Only lines holding "load" are wanted; copy each of them from the records below.

---------- DATA SUPPLIED

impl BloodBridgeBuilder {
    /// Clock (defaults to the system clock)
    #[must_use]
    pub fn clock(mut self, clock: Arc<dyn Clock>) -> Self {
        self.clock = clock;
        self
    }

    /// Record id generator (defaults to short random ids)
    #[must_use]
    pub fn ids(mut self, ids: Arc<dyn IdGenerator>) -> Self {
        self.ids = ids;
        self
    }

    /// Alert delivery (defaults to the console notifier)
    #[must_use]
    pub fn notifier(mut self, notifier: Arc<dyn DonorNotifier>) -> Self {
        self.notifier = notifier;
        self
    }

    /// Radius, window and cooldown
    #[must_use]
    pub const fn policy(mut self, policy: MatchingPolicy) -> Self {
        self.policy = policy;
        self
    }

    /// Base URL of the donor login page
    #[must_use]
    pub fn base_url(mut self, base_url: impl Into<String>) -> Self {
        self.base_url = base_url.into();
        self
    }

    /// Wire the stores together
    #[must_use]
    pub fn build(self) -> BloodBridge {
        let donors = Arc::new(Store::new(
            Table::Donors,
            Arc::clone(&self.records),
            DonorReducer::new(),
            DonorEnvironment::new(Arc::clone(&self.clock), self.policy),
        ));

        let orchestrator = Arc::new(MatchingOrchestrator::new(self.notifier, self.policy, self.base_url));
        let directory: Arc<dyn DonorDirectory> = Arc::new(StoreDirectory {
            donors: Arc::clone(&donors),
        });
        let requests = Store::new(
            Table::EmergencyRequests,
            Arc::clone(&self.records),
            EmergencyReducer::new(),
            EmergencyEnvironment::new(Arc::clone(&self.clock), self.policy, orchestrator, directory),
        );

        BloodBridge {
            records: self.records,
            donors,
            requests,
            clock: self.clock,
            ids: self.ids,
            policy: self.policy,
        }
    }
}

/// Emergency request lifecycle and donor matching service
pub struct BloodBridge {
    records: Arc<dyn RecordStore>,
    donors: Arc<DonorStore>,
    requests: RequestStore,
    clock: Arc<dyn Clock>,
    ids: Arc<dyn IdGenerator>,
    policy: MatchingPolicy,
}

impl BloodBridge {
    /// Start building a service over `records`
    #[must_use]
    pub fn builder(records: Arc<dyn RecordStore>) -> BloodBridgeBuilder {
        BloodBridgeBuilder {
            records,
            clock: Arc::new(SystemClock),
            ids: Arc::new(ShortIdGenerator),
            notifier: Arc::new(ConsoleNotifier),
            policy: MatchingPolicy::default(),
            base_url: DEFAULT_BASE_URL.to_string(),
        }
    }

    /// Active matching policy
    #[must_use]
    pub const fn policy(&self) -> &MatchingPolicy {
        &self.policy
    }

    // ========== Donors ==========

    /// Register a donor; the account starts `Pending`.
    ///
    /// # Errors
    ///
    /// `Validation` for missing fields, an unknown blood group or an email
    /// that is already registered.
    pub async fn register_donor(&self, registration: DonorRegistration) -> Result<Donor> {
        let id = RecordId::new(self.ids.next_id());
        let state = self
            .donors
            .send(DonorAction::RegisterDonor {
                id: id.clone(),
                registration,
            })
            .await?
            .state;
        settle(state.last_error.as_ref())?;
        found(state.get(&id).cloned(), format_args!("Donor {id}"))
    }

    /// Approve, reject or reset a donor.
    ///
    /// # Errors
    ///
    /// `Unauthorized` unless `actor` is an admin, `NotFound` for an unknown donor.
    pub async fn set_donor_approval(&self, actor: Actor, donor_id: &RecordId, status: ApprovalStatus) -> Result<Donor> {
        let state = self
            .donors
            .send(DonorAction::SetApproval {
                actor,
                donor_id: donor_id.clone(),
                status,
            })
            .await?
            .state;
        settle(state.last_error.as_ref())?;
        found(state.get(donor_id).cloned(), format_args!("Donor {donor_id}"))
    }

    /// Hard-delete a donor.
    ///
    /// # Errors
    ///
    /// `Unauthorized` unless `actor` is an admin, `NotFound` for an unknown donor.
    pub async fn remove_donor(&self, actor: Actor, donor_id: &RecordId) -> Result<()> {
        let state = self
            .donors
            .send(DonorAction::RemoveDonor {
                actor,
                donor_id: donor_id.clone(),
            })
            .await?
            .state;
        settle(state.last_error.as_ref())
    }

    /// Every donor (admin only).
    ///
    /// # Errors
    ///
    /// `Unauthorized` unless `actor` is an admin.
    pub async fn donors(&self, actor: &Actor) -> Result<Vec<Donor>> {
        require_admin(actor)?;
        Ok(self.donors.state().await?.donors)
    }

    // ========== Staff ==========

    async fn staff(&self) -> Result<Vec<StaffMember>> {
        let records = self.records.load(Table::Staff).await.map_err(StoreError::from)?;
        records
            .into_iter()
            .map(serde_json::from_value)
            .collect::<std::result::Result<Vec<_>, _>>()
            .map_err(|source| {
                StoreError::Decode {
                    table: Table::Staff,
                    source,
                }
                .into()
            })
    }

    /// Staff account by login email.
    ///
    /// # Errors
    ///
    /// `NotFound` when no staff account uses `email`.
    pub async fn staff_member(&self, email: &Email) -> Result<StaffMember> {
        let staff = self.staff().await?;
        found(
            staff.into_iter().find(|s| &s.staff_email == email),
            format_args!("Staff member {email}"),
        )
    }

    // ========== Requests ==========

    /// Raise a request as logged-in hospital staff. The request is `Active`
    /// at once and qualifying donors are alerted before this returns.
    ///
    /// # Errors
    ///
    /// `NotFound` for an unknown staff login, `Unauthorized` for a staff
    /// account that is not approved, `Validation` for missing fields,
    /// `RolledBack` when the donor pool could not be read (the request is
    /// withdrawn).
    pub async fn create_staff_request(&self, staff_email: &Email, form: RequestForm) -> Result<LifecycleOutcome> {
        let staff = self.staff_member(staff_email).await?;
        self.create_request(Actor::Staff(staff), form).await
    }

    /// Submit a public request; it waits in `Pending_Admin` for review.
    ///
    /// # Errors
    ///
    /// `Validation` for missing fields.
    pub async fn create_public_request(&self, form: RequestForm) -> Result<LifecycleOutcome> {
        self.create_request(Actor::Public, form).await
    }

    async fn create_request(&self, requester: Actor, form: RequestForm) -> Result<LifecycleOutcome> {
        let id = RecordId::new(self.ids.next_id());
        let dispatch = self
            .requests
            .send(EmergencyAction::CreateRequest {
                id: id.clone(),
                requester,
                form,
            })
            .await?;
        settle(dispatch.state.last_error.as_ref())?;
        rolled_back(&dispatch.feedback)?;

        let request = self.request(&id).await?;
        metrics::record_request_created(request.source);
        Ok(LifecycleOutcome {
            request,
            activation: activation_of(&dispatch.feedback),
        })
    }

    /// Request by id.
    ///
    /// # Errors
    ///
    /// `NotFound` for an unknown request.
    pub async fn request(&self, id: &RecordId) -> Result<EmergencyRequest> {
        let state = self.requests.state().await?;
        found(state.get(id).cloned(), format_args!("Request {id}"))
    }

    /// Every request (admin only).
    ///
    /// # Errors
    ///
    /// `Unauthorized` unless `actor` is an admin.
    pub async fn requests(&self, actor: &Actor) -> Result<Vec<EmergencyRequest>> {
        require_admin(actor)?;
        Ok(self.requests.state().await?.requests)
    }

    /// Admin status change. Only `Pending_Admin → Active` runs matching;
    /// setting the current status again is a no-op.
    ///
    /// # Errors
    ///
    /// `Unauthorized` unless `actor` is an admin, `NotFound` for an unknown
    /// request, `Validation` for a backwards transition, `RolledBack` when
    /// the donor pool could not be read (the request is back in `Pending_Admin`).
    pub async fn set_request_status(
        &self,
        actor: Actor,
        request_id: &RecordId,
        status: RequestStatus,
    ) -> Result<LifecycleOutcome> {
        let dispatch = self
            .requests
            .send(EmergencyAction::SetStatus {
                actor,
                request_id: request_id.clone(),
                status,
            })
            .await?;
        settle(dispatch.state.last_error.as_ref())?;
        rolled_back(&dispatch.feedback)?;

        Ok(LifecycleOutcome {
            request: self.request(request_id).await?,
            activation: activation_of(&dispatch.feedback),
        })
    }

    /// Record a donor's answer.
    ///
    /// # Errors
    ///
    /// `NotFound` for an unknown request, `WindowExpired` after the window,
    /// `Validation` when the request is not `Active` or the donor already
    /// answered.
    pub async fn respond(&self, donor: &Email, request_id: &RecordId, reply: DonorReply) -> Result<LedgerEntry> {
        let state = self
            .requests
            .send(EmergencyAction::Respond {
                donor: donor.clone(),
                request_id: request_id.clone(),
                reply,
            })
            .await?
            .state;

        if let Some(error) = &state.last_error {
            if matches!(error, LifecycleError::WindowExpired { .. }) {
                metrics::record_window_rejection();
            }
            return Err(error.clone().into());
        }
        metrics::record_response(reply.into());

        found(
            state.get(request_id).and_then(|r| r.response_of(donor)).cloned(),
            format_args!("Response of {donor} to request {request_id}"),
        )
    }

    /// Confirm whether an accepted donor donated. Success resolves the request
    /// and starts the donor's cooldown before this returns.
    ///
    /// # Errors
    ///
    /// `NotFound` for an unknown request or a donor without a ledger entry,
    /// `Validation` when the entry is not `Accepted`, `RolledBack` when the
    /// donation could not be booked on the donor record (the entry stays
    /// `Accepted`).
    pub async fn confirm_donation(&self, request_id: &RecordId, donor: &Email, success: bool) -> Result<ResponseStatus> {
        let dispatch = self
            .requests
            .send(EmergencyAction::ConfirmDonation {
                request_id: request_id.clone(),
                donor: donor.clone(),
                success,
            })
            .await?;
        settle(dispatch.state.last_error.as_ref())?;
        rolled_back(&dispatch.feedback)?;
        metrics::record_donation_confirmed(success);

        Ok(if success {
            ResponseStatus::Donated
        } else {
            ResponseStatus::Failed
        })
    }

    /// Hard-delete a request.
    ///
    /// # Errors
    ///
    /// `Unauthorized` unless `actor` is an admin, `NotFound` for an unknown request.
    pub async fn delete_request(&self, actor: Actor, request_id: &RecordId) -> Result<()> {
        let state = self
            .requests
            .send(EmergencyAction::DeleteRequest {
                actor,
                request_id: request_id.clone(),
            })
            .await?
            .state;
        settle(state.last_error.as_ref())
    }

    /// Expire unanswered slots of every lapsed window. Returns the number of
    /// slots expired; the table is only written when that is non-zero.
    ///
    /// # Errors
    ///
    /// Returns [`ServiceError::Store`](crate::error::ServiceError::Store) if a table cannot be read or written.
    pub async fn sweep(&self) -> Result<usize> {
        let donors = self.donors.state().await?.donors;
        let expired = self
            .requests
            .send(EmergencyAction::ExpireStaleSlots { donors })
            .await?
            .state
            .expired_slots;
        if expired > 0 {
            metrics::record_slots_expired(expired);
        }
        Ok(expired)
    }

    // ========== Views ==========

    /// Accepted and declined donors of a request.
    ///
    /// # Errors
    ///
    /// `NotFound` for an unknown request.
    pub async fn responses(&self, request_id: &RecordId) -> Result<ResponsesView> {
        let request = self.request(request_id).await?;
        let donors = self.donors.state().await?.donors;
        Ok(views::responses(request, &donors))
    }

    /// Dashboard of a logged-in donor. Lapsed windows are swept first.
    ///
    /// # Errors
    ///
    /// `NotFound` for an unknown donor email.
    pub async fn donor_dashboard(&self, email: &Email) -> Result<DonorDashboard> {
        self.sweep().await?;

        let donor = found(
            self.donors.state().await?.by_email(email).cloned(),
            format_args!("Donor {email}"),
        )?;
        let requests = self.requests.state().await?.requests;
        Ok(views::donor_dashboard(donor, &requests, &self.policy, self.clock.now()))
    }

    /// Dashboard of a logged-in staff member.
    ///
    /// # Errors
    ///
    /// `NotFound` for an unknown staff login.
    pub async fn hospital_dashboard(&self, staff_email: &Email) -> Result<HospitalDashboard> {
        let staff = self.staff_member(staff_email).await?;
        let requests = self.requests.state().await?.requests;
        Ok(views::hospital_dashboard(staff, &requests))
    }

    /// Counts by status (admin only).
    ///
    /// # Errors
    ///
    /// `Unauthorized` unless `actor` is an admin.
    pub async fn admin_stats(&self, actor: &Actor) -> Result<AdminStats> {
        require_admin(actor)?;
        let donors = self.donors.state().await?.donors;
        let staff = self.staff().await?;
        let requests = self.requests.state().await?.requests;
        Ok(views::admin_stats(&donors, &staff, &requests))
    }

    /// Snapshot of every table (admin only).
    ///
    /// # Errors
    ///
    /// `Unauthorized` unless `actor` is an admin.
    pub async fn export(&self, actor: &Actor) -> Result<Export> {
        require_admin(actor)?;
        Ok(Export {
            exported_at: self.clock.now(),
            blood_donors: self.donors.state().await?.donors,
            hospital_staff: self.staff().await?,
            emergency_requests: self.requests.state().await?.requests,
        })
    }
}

--------------------
---------- DATA SUPPLIED

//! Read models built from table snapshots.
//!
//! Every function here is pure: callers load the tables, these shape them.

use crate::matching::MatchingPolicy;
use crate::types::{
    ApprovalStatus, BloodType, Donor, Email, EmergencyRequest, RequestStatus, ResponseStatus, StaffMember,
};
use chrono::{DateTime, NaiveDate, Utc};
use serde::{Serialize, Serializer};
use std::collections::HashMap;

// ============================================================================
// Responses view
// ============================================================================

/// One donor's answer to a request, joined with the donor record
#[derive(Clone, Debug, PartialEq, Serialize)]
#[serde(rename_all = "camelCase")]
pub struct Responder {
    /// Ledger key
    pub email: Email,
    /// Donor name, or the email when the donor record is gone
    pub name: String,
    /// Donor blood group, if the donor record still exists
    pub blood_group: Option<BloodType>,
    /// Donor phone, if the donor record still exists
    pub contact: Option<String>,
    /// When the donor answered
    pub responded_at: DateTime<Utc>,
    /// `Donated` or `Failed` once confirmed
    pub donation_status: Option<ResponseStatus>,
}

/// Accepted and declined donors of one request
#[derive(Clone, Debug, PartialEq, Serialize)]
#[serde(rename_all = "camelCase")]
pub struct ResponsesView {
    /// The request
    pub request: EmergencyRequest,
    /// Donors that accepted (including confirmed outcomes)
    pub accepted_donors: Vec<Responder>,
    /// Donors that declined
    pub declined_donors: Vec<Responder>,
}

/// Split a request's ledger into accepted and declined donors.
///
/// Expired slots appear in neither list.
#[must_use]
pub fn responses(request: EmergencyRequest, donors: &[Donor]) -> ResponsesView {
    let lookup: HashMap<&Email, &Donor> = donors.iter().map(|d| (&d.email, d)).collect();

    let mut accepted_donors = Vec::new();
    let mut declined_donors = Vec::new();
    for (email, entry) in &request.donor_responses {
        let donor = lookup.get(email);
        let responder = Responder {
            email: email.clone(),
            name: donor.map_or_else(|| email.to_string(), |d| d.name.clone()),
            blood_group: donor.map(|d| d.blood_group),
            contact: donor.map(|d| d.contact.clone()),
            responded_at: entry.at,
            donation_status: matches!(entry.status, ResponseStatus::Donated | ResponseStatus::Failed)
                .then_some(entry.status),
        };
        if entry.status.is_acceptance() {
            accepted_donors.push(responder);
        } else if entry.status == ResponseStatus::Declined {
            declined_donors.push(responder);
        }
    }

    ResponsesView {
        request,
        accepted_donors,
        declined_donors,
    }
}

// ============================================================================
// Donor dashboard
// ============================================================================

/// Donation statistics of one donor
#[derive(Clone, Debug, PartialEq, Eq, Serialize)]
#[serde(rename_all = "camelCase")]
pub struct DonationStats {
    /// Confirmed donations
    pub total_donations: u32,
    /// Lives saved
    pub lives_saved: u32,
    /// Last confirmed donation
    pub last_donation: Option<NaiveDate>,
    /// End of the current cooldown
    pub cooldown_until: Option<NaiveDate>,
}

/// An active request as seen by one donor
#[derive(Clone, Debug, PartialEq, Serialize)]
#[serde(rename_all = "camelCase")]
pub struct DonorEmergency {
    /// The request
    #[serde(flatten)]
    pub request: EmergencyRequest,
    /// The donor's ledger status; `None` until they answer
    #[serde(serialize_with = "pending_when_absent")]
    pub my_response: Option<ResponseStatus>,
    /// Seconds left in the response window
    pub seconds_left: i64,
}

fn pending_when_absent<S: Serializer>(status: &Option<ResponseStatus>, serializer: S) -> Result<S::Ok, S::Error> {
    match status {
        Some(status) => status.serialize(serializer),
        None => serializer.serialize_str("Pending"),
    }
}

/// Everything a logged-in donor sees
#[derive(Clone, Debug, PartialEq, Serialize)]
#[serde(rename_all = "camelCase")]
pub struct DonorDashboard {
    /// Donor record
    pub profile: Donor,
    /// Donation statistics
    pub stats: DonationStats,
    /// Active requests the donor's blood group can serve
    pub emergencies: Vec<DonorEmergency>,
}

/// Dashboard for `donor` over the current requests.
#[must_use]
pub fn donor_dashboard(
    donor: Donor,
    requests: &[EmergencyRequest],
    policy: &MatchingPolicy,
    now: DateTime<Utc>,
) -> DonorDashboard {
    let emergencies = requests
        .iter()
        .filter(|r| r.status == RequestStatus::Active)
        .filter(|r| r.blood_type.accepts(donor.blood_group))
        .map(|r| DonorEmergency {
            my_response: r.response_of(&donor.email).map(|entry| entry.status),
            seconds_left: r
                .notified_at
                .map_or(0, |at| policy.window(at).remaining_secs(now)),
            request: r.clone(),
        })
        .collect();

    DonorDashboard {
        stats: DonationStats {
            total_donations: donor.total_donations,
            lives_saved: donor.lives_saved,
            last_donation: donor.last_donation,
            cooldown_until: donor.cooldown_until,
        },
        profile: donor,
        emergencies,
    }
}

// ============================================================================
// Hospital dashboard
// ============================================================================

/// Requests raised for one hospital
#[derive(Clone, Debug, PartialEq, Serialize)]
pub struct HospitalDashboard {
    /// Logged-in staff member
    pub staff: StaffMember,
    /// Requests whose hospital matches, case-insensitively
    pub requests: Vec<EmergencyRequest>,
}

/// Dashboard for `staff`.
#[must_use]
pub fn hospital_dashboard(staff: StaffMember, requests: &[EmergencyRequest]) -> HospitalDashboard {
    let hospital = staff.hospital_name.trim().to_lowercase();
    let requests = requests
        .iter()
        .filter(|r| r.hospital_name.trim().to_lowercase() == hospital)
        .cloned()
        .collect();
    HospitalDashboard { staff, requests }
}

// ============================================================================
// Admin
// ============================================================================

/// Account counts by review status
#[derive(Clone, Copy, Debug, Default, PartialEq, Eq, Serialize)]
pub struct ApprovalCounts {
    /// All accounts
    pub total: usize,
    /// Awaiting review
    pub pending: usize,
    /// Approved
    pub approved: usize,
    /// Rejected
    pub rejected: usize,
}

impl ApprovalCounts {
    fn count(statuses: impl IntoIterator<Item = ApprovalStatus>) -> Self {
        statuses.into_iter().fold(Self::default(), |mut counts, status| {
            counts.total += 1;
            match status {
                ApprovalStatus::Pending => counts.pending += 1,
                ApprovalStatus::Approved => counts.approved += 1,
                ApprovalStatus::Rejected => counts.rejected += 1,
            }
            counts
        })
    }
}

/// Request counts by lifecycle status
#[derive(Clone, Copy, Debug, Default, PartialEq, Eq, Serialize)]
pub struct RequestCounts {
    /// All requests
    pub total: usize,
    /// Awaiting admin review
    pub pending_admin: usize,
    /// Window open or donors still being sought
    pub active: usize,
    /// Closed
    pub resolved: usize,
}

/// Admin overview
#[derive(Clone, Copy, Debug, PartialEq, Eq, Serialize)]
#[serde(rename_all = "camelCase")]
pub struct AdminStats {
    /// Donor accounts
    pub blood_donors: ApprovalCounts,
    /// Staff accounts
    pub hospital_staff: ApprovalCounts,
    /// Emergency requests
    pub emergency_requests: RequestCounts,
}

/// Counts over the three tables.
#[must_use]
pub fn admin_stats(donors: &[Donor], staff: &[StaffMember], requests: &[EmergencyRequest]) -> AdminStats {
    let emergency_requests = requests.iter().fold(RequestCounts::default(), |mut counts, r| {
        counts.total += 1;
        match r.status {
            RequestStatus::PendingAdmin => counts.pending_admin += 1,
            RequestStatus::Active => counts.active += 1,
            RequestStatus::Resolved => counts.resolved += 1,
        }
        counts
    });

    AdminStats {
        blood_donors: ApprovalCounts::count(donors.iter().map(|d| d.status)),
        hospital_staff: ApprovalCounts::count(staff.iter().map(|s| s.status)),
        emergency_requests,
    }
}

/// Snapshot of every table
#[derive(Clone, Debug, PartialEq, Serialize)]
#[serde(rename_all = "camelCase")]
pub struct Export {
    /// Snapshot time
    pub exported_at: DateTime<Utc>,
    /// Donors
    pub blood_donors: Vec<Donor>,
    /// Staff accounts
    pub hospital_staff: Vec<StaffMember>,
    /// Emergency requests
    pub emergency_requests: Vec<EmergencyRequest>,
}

--------------------

(YOUR SOLUTION):
        let records = self.records.load(Table::Staff).await.map_err(StoreError::from)?;
//! Every function here is pure: callers load the tables, these shape them.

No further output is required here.